Nalcrest
ADU Pass helps homeowners in Nalcrest, Polk County, Florida navigate the permit paperwork for building an accessory dwelling unit. This area covers 1 ZIP code.
Map
Polk County — county ADU rules and overlays
County ADU ordinance
Polk County regulates accessory dwelling units on parcels in the unincorporated county through the Polk County Land Development Code (LDC), which addresses 'accessory dwelling units' (in residential districts) and 'farm labor housing / farm worker quarters' (in agricultural districts). Polk is a large inland central-Florida county positioned on the I-4 growth corridor between Tampa and Orlando, covering 2,010 square miles (the third-largest Florida county by area). It is experiencing rapid suburban growth (Lakeland, Winter Haven, Auburndale, Haines City, Davenport corridors) while retaining substantial citrus, cattle, phosphate-mining, and agricultural land use across the central and southern county. Florida has no mandatory statewide ADU preemption — § 163.31771 Fla. Stat. is permissive only. As of 2026-04-20, Polk County permits one ADU per single-family parcel in most residential zoning districts (RL-1, RL-2, RL-3, RM) subject to size caps (typically 800 sqft or 50% of primary, whichever is less), setback conformance, height limits matching the primary structure, and utility-sharing requirements. On agricultural districts (A/RR, A/C) farm-worker housing tied to bona fide agricultural operation (citrus grove worker housing, cattle operation quarters) is permitted as an accessory agricultural use subject to less-restrictive standards. Pending 2026 state legislation (SB 48 / HB 313) would preempt sub-1,000-sqft caps — Polk County's 800-sqft residential cap would need upward adjustment.
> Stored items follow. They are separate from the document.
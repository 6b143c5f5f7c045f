//! Chemical compositions
//!
//! A composition is a multiset of element symbols with (possibly fractional)
//! amounts. Formulas are written with elements ordered by electronegativity,
//! which is also the ordering used to pick the most electronegative element
//! of an entry.

use crate::element;
use itertools::Itertools;
use serde::{Deserialize, Serialize};
use std::collections::BTreeMap;
use std::fmt;
use std::str::FromStr;
use thiserror::Error;

const AMOUNT_TOLERANCE: f64 = 1e-8;

/// Reduced formulas that are written as their molecular or peroxide form.
const SPECIAL_FORMULAS: [(&str, &str); 11] = [
    ("LiO", "Li2O2"),
    ("NaO", "Na2O2"),
    ("KO", "K2O2"),
    ("HO", "H2O2"),
    ("CsO", "Cs2O2"),
    ("RbO", "Rb2O2"),
    ("O", "O2"),
    ("N", "N2"),
    ("F", "F2"),
    ("Cl", "Cl2"),
    ("H", "H2"),
];

#[derive(Debug, Clone, PartialEq, Error)]
pub enum FormulaError {
    #[error("unknown element symbol {0:?}")]
    UnknownElement(String),
    #[error("invalid formula {formula:?}: {reason}")]
    Syntax { formula: String, reason: String },
    #[error("negative amount {amount} for {symbol}")]
    NegativeAmount { symbol: String, amount: f64 },
}

#[derive(Debug, Clone, PartialEq, Default, Serialize, Deserialize)]
#[serde(try_from = "CompositionRepr", into = "BTreeMap<String, f64>")]
pub struct Composition {
    amounts: BTreeMap<String, f64>,
}

/// Compositions deserialize from either a formula string or a symbol map.
#[derive(Deserialize)]
#[serde(untagged)]
enum CompositionRepr {
    Formula(String),
    Amounts(BTreeMap<String, f64>),
}

impl TryFrom<CompositionRepr> for Composition {
    type Error = FormulaError;

    fn try_from(repr: CompositionRepr) -> Result<Self, Self::Error> {
        match repr {
            CompositionRepr::Formula(formula) => formula.parse(),
            CompositionRepr::Amounts(amounts) => Composition::from_amounts(amounts),
        }
    }
}

impl From<Composition> for BTreeMap<String, f64> {
    fn from(composition: Composition) -> Self {
        composition.amounts
    }
}

impl Composition {
    pub fn new() -> Self {
        Self::default()
    }

    /// Build a composition from (symbol, amount) pairs. Repeated symbols are
    /// summed and zero amounts are dropped.
    pub fn from_amounts<I, S>(amounts: I) -> Result<Self, FormulaError>
    where
        I: IntoIterator<Item = (S, f64)>,
        S: AsRef<str>,
    {
        let mut composition = Composition::new();
        for (symbol, amount) in amounts {
            composition.add(symbol.as_ref(), amount)?;
        }
        Ok(composition)
    }

    pub fn from_formula(formula: &str) -> Result<Self, FormulaError> {
        let mut parser = FormulaParser::new(formula);
        let amounts = parser.parse_group(0)?;
        Composition::from_amounts(amounts)
    }

    fn add(&mut self, symbol: &str, amount: f64) -> Result<(), FormulaError> {
        if !element::is_element(symbol) {
            return Err(FormulaError::UnknownElement(symbol.to_string()));
        }
        if amount < 0.0 {
            return Err(FormulaError::NegativeAmount {
                symbol: symbol.to_string(),
                amount,
            });
        }
        let total = self.amounts.entry(symbol.to_string()).or_insert(0.0);
        *total += amount;
        if total.abs() < AMOUNT_TOLERANCE {
            self.amounts.remove(symbol);
        }
        Ok(())
    }

    /// Amount of an element, zero when absent.
    pub fn get(&self, symbol: &str) -> f64 {
        self.amounts.get(symbol).copied().unwrap_or(0.0)
    }

    pub fn contains(&self, symbol: &str) -> bool {
        self.amounts.contains_key(symbol)
    }

    /// Number of distinct elements.
    pub fn len(&self) -> usize {
        self.amounts.len()
    }

    pub fn is_empty(&self) -> bool {
        self.amounts.is_empty()
    }

    pub fn is_element(&self) -> bool {
        self.amounts.len() == 1
    }

    pub fn num_atoms(&self) -> f64 {
        self.amounts.values().map(|amount| amount.abs()).sum()
    }

    pub fn elements(&self) -> impl Iterator<Item = &str> {
        self.amounts.keys().map(String::as_str)
    }

    pub fn iter(&self) -> impl Iterator<Item = (&str, f64)> {
        self.amounts.iter().map(|(symbol, amount)| (symbol.as_str(), *amount))
    }

    /// Element symbols ordered by increasing electronegativity, ties broken
    /// alphabetically.
    pub fn elements_by_electronegativity(&self) -> Vec<&str> {
        self.elements()
            .sorted_by(|a, b| {
                element::electronegativity(a)
                    .total_cmp(&element::electronegativity(b))
                    .then_with(|| a.cmp(b))
            })
            .collect()
    }

    pub fn most_electronegative(&self) -> Option<&str> {
        self.elements_by_electronegativity().last().copied()
    }

    /// Scale every amount by `factor`.
    pub fn scaled(&self, factor: f64) -> Composition {
        Composition {
            amounts: self
                .amounts
                .iter()
                .map(|(symbol, amount)| (symbol.clone(), amount * factor))
                .collect(),
        }
    }

    /// Formula with elements in electronegativity order, e.g. "Fe2O3".
    pub fn formula(&self) -> String {
        self.elements_by_electronegativity()
            .into_iter()
            .map(|symbol| format!("{}{}", symbol, format_amount(self.get(symbol))))
            .join("")
    }

    /// Reduced formula and the factor relating it to this composition.
    ///
    /// Compositions with non-integer amounts are not reduced. Peroxides of
    /// the alkali metals, hydrogen peroxide and the diatomic elements keep
    /// their molecular form, which halves the factor.
    pub fn reduced_formula_and_factor(&self) -> (String, f64) {
        if self.is_empty() {
            return (String::new(), 1.0);
        }
        let all_integer = self
            .amounts
            .values()
            .all(|amount| (amount - amount.round()).abs() < AMOUNT_TOLERANCE);
        if !all_integer {
            return (self.formula(), 1.0);
        }

        let factor = self
            .amounts
            .values()
            .map(|amount| amount.round().abs() as u64)
            .fold(0, gcd)
            .max(1) as f64;
        let reduced = self.scaled(1.0 / factor);
        let formula = reduced.formula();

        match SPECIAL_FORMULAS.iter().find(|(plain, _)| *plain == formula) {
            Some((_, special)) => (special.to_string(), factor / 2.0),
            None => (formula, factor),
        }
    }

    pub fn reduced_formula(&self) -> String {
        self.reduced_formula_and_factor().0
    }

    pub fn reduced_composition_and_factor(&self) -> (Composition, f64) {
        let (_, factor) = self.reduced_formula_and_factor();
        (self.scaled(1.0 / factor), factor)
    }
}

impl FromStr for Composition {
    type Err = FormulaError;

    fn from_str(s: &str) -> Result<Self, Self::Err> {
        Composition::from_formula(s)
    }
}

impl fmt::Display for Composition {
    fn fmt(&self, f: &mut fmt::Formatter<'_>) -> fmt::Result {
        write!(f, "{}", self.formula())
    }
}

fn gcd(a: u64, b: u64) -> u64 {
    if b == 0 {
        a
    } else {
        gcd(b, a % b)
    }
}

fn format_amount(amount: f64) -> String {
    if (amount - 1.0).abs() < AMOUNT_TOLERANCE {
        String::new()
    } else if (amount - amount.round()).abs() < AMOUNT_TOLERANCE {
        format!("{}", amount.round() as i64)
    } else {
        format!("{}", (amount * 1e8).round() / 1e8)
    }
}

/// Recursive-descent parser for formulas such as "Fe2O3" or "Fe(OH)2".
struct FormulaParser<'a> {
    formula: &'a str,
    chars: Vec<char>,
    pos: usize,
}

impl<'a> FormulaParser<'a> {
    fn new(formula: &'a str) -> Self {
        Self {
            formula,
            chars: formula.chars().filter(|c| !c.is_whitespace()).collect(),
            pos: 0,
        }
    }

    fn error(&self, reason: impl Into<String>) -> FormulaError {
        FormulaError::Syntax {
            formula: self.formula.to_string(),
            reason: reason.into(),
        }
    }

    fn parse_group(&mut self, depth: usize) -> Result<Vec<(String, f64)>, FormulaError> {
        let mut amounts = Vec::new();
        while let Some(&c) = self.chars.get(self.pos) {
            match c {
                '(' => {
                    self.pos += 1;
                    let inner = self.parse_group(depth + 1)?;
                    if self.chars.get(self.pos) != Some(&')') {
                        return Err(self.error("unbalanced parenthesis"));
                    }
                    self.pos += 1;
                    let multiplier = self.parse_amount()?.unwrap_or(1.0);
                    amounts.extend(inner.into_iter().map(|(el, n)| (el, n * multiplier)));
                }
                ')' if depth > 0 => return Ok(amounts),
                c if c.is_ascii_uppercase() => {
                    let mut symbol = c.to_string();
                    self.pos += 1;
                    while let Some(&next) = self.chars.get(self.pos) {
                        if !next.is_ascii_lowercase() {
                            break;
                        }
                        symbol.push(next);
                        self.pos += 1;
                    }
                    let amount = self.parse_amount()?.unwrap_or(1.0);
                    amounts.push((symbol, amount));
                }
                other => return Err(self.error(format!("unexpected character {other:?}"))),
            }
        }
        if depth > 0 {
            return Err(self.error("unbalanced parenthesis"));
        }
        Ok(amounts)
    }

    fn parse_amount(&mut self) -> Result<Option<f64>, FormulaError> {
        let start = self.pos;
        while let Some(&c) = self.chars.get(self.pos) {
            if !(c.is_ascii_digit() || c == '.') {
                break;
            }
            self.pos += 1;
        }
        if start == self.pos {
            return Ok(None);
        }
        let digits: String = self.chars[start..self.pos].iter().collect();
        digits
            .parse::<f64>()
            .map(Some)
            .map_err(|_| self.error(format!("bad amount {digits:?}")))
    }
}

#[cfg(test)]
mod tests {
    use super::*;
    use approx::assert_relative_eq;

    fn comp(formula: &str) -> Composition {
        formula.parse().unwrap()
    }

    #[test]
    fn test_parse_simple_formula() {
        let fe2o3 = comp("Fe2O3");
        assert_eq!(fe2o3.get("Fe"), 2.0);
        assert_eq!(fe2o3.get("O"), 3.0);
        assert_eq!(fe2o3.get("S"), 0.0);
        assert_eq!(fe2o3.len(), 2);
        assert_relative_eq!(fe2o3.num_atoms(), 5.0);
    }

    #[test]
    fn test_parse_parentheses_and_fractions() {
        let hydrate = comp("FeO(H2O)2");
        assert_eq!(hydrate.get("H"), 4.0);
        assert_eq!(hydrate.get("O"), 3.0);

        let frac = comp("Li0.5CoO2");
        assert_relative_eq!(frac.get("Li"), 0.5);
        assert_eq!(frac.reduced_formula_and_factor().1, 1.0);
    }

    #[test]
    fn test_parse_errors() {
        assert!(matches!(
            Composition::from_formula("Xx2"),
            Err(FormulaError::UnknownElement(_))
        ));
        assert!(matches!(
            Composition::from_formula("Fe(OH"),
            Err(FormulaError::Syntax { .. })
        ));
        assert!(matches!(
            Composition::from_formula("fe2"),
            Err(FormulaError::Syntax { .. })
        ));
    }

    #[test]
    fn test_reduced_formula() {
        assert_eq!(comp("Fe4O6").reduced_formula_and_factor(), ("Fe2O3".to_string(), 2.0));
        assert_eq!(comp("H4O2").reduced_formula(), "H2O");
        assert_eq!(comp("FeH4O3").reduced_formula(), "FeH4O3");
    }

    #[test]
    fn test_special_formulas() {
        assert_eq!(comp("O2").reduced_formula_and_factor(), ("O2".to_string(), 1.0));
        assert_eq!(comp("O8").reduced_formula_and_factor(), ("O2".to_string(), 4.0));
        assert_eq!(comp("H2").reduced_formula(), "H2");
        assert_eq!(comp("Li2O2").reduced_formula(), "Li2O2");
        assert_eq!(comp("LiO2").reduced_formula(), "LiO2");
        assert_eq!(comp("Br2").reduced_formula(), "Br");
        assert_eq!(comp("Fe").reduced_formula(), "Fe");
    }

    #[test]
    fn test_reduced_composition() {
        let (reduced, factor) = comp("O4").reduced_composition_and_factor();
        assert_eq!(factor, 2.0);
        assert_eq!(reduced.get("O"), 2.0);
    }

    #[test]
    fn test_most_electronegative() {
        assert_eq!(comp("Fe2O3").most_electronegative(), Some("O"));
        assert_eq!(comp("LiCl").most_electronegative(), Some("Cl"));
        assert_eq!(comp("Mg2Si").most_electronegative(), Some("Si"));
        assert_eq!(Composition::new().most_electronegative(), None);
    }

    #[test]
    fn test_serde_formula_or_map() {
        let from_str: Composition = serde_json::from_str("\"Fe2O3\"").unwrap();
        let from_map: Composition = serde_json::from_str(r#"{"Fe": 2.0, "O": 3.0}"#).unwrap();
        assert_eq!(from_str, from_map);
        let json = serde_json::to_string(&from_str).unwrap();
        assert_eq!(json, r#"{"Fe":2.0,"O":3.0}"#);
    }
}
- Polk County Land Development Code — zoning and accessory use provisions
- Polk County Comprehensive Plan — Future Land Use and Agriculture Elements
- Polk County Board of County Commissioners — agenda archive
State-floor overlay: Florida has no mandatory statewide ADU preemption. § 163.31771 Fla. Stat. is permissive only. Pending 2026-session SB 48 / HB 313 would preempt sub-1,000-sqft caps and single-family-zone bans effective December 1, 2026 if enacted. Polk County's 800-sqft cap would require upward adjustment. Agricultural farm-worker housing is far more permissive than the pending state floor and would not be affected. Live Local Act applies to commercial / industrial / mixed-use. Florida HOA, condominium, and cooperative statutes (Ch. 720, 718, 719) do NOT preempt association-level restrictions — Polk County has many HOA-governed communities, especially the retiree destinations in Winter Haven, Lake Alfred, Lake Wales, and the Davenport 'ChampionsGate' resort-residential corridor.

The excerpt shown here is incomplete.